While TeleSpectrum has been restructured for profitability, the reported 6% net margin in Q3 is misleading. Due to the reduction in goodwill, amortization expenses have been cut by 84%, which greatly benefited operating profits. The company is also paying no taxes, and it still claims $8 million in net operating loss carryforwards plus the potential for $123 million in future income tax deductions related to the FY97 charges.
Investors need to make other adjustments, too. TeleSpectrum plans to acquire CRW in a stock swap. CRW's main asset is 6.9 million shares of TeleSpectrum. Altogether, the deal will cut 0.8 million shares from TeleSpectrum's fully diluted base. Yet, outstanding rights would still allow CRW holders to purchase an additional 2.0 million new shares for a total price of $5.6 million.
To acquire IDRC, TeleSpectrum will issue 9.2 million shares, refinance its $105 million in debt under an agreement with a syndicate led by Banque Nationale de Paris, and issue warrants allowing IDRC holders to acquire another 3 million TeleSpectrum shares at $9.67.
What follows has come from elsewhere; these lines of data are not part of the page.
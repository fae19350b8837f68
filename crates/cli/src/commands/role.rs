//! Role management.
//!
//! ```bash
//! chq-cli role grant -e admin@chequealo.do -r admin
//! chq-cli role revoke -e admin@chequealo.do -r admin
//! chq-cli role list -e admin@chequealo.do
//! ```

use chequealo_core::{Email, UserRole};
use chequealo_site::db::{RoleRepository, UserRepository};
use chequealo_site::models::User;
use sqlx::PgPool;

use super::{CommandError, connect};

fn parse_role(role: &str) -> Result<UserRole, CommandError> {
    role.parse()
        .map_err(|_| CommandError::InvalidRole(role.to_owned()))
}

async fn find_user(pool: &PgPool, email: &str) -> Result<User, CommandError> {
    let parsed = Email::parse(email)?;
    UserRepository::new(pool)
        .get_by_email(&parsed)
        .await?
        .ok_or_else(|| CommandError::UnknownUser(email.to_owned()))
}

/// Grant a role to the user with this email.
///
/// # Errors
///
/// Returns an error for an invalid role, unknown user or database failure.
pub async fn grant(email: &str, role: &str) -> Result<(), CommandError> {
    let role = parse_role(role)?;
    let pool = connect().await?;
    let user = find_user(&pool, email).await?;

    if RoleRepository::new(&pool).grant(user.id, role).await? {
        tracing::info!("Granted {} to {} (id {})", role, user.email, user.id);
    } else {
        tracing::info!("{} already has {}", user.email, role);
    }
    Ok(())
}

/// Revoke a role from the user with this email.
///
/// # Errors
///
/// Returns an error for an invalid role, unknown user or database failure.
pub async fn revoke(email: &str, role: &str) -> Result<(), CommandError> {
    let role = parse_role(role)?;
    let pool = connect().await?;
    let user = find_user(&pool, email).await?;

    if RoleRepository::new(&pool).revoke(user.id, role).await? {
        tracing::info!("Revoked {} from {}", role, user.email);
    } else {
        tracing::warn!("{} did not have {}", user.email, role);
    }
    Ok(())
}

/// Print the roles granted to the user with this email.
///
/// # Errors
///
/// Returns an error for an unknown user or database failure.
pub async fn list(email: &str) -> Result<(), CommandError> {
    let pool = connect().await?;
    let user = find_user(&pool, email).await?;
    let roles = RoleRepository::new(&pool).roles_for(user.id).await?;

    if roles.is_empty() {
        tracing::info!("{} has no roles", user.email);
    }
    for role in roles {
        tracing::info!("{}: {}", user.email, role);
    }
    Ok(())
}

#[cfg(test)]
mod tests {
    use super::*;

    #[test]
    fn test_parse_role() {
        assert!(matches!(parse_role("admin"), Ok(UserRole::Admin)));
        assert!(matches!(parse_role("owner"), Ok(UserRole::Owner)));
        assert!(matches!(parse_role("superuser"), Err(CommandError::InvalidRole(_))));
    }
}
The IDRC acquisition will transform TeleSpectrum's business, creating the industry's seventh-largest firm, with 30 call centers in the U.S. and 4 in Canada, and total annual revenues of around $330 million. IDRC reportedly has a stronger inbound call business, which is important since that segment delivers better profits.
IDRC's Chair/CEO Jeffrey Stiefler, formerly president of American Express (NYSE: AXP), will focus on generating new business for the combined company. The deal should add to earnings in FY99.
Still, we're talking about a teleservices company with a minimum of 34 million shares outstanding. Add in debt, and TeleSpectrum sports an enterprise value of half a billion dollars. Assuming $330 million in annual sales, the stock trades at a price-to-sales ratio of 1.5, a multiple that assumes either significant revenue growth or a net profit margin in the 4% to 6% range.
Yet, even the best teleservices firms haven't shown the ability to generate such profits. Managerial talent is worth a premium, but telemarketing remains an essentially low-margin business.